### What is expected
Please repeat the lines below exactly. Begin with the line containing "use crate::store::TierSet;" and go on through the line containing "pub async fn complete(&self, id: &RecordId)".

Recorded data
//! Transit Journal
//!
//! Two-phase handoff for tier moves. Before a record is written to its
//! destination, a marker naming the source and destination is persisted. The
//! marker is cleared only after the source copy has been deleted, so a crash
//! anywhere in between leaves evidence behind.
//!
//! ## Recovery
//!
//! Markers found when the engine opens are replayed before anything else runs:
//!
//! | Destination holds the record? | Action                                   | Outcome      |
//! |-------------------------------|------------------------------------------|--------------|
//! | yes                           | delete the source copy if still present  | `completed`  |
//! | no                            | drop the marker, source stays in place   | `rolled_back`|
//!
//! Destination writes are atomic renames, so a present destination payload is
//! always a complete one. A rolled-back record is simply re-evaluated by the
//! next transition pass.

use std::path::{Path, PathBuf};

use chrono::{DateTime, Utc};
use serde::{Deserialize, Serialize};
use tierhouse_core::{CompressionLevel, RecordId, TierLocation};
use tracing::{debug, info, warn};

use crate::error::{Error, Result};
use crate::store::TierSet;

/// Persisted evidence of an in-progress move.
#[derive(Debug, Clone, PartialEq, Serialize, Deserialize)]
pub struct TransitMarker {
    pub id: RecordId,
    pub from: TierLocation,
    pub to: TierLocation,
    pub compression: Option<CompressionLevel>,
    pub started_at: DateTime<Utc>,
}

/// Outcome of replaying leftover markers.
#[derive(Debug, Clone, Default, PartialEq, Eq, Serialize, Deserialize)]
pub struct RecoveryReport {
    /// Moves finished by deleting the remaining source copy
    pub completed: usize,

    /// Moves abandoned because the destination write never landed
    pub rolled_back: usize,

    /// Markers left in place because recovery itself failed; retried on next open
    pub deferred: usize,
}

impl RecoveryReport {
    pub fn is_clean(&self) -> bool {
        self.completed == 0 && self.rolled_back == 0 && self.deferred == 0
    }
}

/// Directory of transit markers, one file per identifier.
pub struct TransitJournal {
    directory: PathBuf,
}

impl TransitJournal {
    pub async fn open(directory: impl AsRef<Path>) -> Result<Self> {
        let directory = directory.as_ref().to_path_buf();
        tokio::fs::create_dir_all(&directory).await?;
        Ok(Self { directory })
    }

    fn marker_path(&self, id: &RecordId) -> PathBuf {
        self.directory.join(format!("{}.json", id))
    }

    fn tmp_path(&self, id: &RecordId) -> PathBuf {
        self.directory.join(format!("{}.json.tmp", id))
    }

    /// Persist a marker. Must succeed before the destination write starts.
    pub async fn begin(&self, marker: &TransitMarker) -> Result<()> {
        let data = serde_json::to_vec(marker)
            .map_err(|e| Error::InvalidInput(format!("unserializable transit marker: {}", e)))?;

        let tmp = self.tmp_path(&marker.id);
        tokio::fs::write(&tmp, &data).await?;
        tokio::fs::rename(&tmp, self.marker_path(&marker.id)).await?;

        debug!(
            record_id = %marker.id,
            from = %marker.from,
            to = %marker.to,
            "Transit marker written"
        );
        Ok(())
    }

    /// Clear a marker once the source copy is gone.
    pub async fn complete(&self, id: &RecordId) -> Result<()> {
        match tokio::fs::remove_file(self.marker_path(id)).await {
            Ok(()) => Ok(()),
            Err(e) if e.kind() == std::io::ErrorKind::NotFound => Ok(()),
            Err(e) => Err(Error::Io(e)),
        }
    }

    /// All markers currently on disk. Unreadable markers are discarded.
    pub async fn pending(&self) -> Result<Vec<TransitMarker>> {
        let mut markers = Vec::new();
        let mut dir = tokio::fs::read_dir(&self.directory).await?;

        while let Some(entry) = dir.next_entry().await? {
            let name = entry.file_name().to_string_lossy().to_string();
            if name.ends_with(".tmp") {
                let _ = tokio::fs::remove_file(entry.path()).await;
                continue;
            }
            if !name.ends_with(".json") {
                continue;
            }

            let data = tokio::fs::read(entry.path()).await?;
            match serde_json::from_slice::<TransitMarker>(&data) {
                Ok(marker) => markers.push(marker),
                Err(e) => {
                    warn!(file = %name, error = %e, "Discarding unreadable transit marker");
                    let _ = tokio::fs::remove_file(entry.path()).await;
                }
            }
        }

        Ok(markers)
    }

    /// Replay every pending marker against `tiers`.
    pub async fn recover(&self, tiers: &TierSet) -> Result<RecoveryReport> {
        let mut report = RecoveryReport::default();

        for marker in self.pending().await? {
            match self.replay(&marker, tiers).await {
                Ok(outcome) => {
                    self.complete(&marker.id).await?;
                    match outcome {
                        Replay::Completed => report.completed += 1,
                        Replay::RolledBack => report.rolled_back += 1,
                    }
                    tierhouse_observability::metrics::TRANSIT_RECOVERIES_TOTAL
                        .with_label_values(&[outcome.as_str()])
                        .inc();
                    info!(
                        record_id = %marker.id,
                        from = %marker.from,
                        to = %marker.to,
                        outcome = outcome.as_str(),
                        "Recovered in-transit record"
                    );
                }
                Err(e) => {
                    report.deferred += 1;
                    tierhouse_observability::metrics::TRANSIT_RECOVERIES_TOTAL
                        .with_label_values(&["deferred"])
                        .inc();
                    warn!(
                        record_id = %marker.id,
                        error = %e,
                        "Transit recovery failed, marker kept"
                    );
                }
            }
        }

        Ok(report)
    }

    async fn replay(&self, marker: &TransitMarker, tiers: &TierSet) -> Result<Replay> {
        let unknown = |tier: TierLocation| {
            Error::InvalidInput(format!(
                "transit marker for {} names non-lifecycle tier {}",
                marker.id, tier
            ))
        };
        let source = tiers.get(marker.from).ok_or_else(|| unknown(marker.from))?;
        let destination = tiers.get(marker.to).ok_or_else(|| unknown(marker.to))?;

        if !destination.exists(&marker.id).await {
            return Ok(Replay::RolledBack);
        }

        if source.exists(&marker.id).await {
            match source.delete(&marker.id).await {
                Ok(()) | Err(Error::MissingFromTier { .. }) => {}
                Err(e) => return Err(e),
            }
        }
        Ok(Replay::Completed)
    }
}

#[derive(Debug, Clone, Copy)]
enum Replay {
    Completed,
    RolledBack,
}

impl Replay {
    fn as_str(&self) -> &'static str {
        match self {
            Replay::Completed => "completed",
            Replay::RolledBack => "rolled_back",
        }
    }
}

### Solution to this problem
use crate::store::TierSet;

/// Persisted evidence of an in-progress move.
#[derive(Debug, Clone, PartialEq, Serialize, Deserialize)]
pub struct TransitMarker {
    pub id: RecordId,
    pub from: TierLocation,
    pub to: TierLocation,
    pub compression: Option<CompressionLevel>,
    pub started_at: DateTime<Utc>,
}

/// Outcome of replaying leftover markers.
#[derive(Debug, Clone, Default, PartialEq, Eq, Serialize, Deserialize)]
pub struct RecoveryReport {
    /// Moves finished by deleting the remaining source copy
    pub completed: usize,

    /// Moves abandoned because the destination write never landed
    pub rolled_back: usize,

    /// Markers left in place because recovery itself failed; retried on next open
    pub deferred: usize,
}

impl RecoveryReport {
    pub fn is_clean(&self) -> bool {
        self.completed == 0 && self.rolled_back == 0 && self.deferred == 0
    }
}

/// Directory of transit markers, one file per identifier.
pub struct TransitJournal {
    directory: PathBuf,
}

impl TransitJournal {
    pub async fn open(directory: impl AsRef<Path>) -> Result<Self> {
        let directory = directory.as_ref().to_path_buf();
        tokio::fs::create_dir_all(&directory).await?;
        Ok(Self { directory })
    }

    fn marker_path(&self, id: &RecordId) -> PathBuf {
        self.directory.join(format!("{}.json", id))
    }

    fn tmp_path(&self, id: &RecordId) -> PathBuf {
        self.directory.join(format!("{}.json.tmp", id))
    }

    /// Persist a marker. Must succeed before the destination write starts.
    pub async fn begin(&self, marker: &TransitMarker) -> Result<()> {
        let data = serde_json::to_vec(marker)
            .map_err(|e| Error::InvalidInput(format!("unserializable transit marker: {}", e)))?;

        let tmp = self.tmp_path(&marker.id);
        tokio::fs::write(&tmp, &data).await?;
        tokio::fs::rename(&tmp, self.marker_path(&marker.id)).await?;

        debug!(
            record_id = %marker.id,
            from = %marker.from,
            to = %marker.to,
            "Transit marker written"
        );
        Ok(())
    }

    /// Clear a marker once the source copy is gone.
    pub async fn complete(&self, id: &RecordId) -> Result<()> {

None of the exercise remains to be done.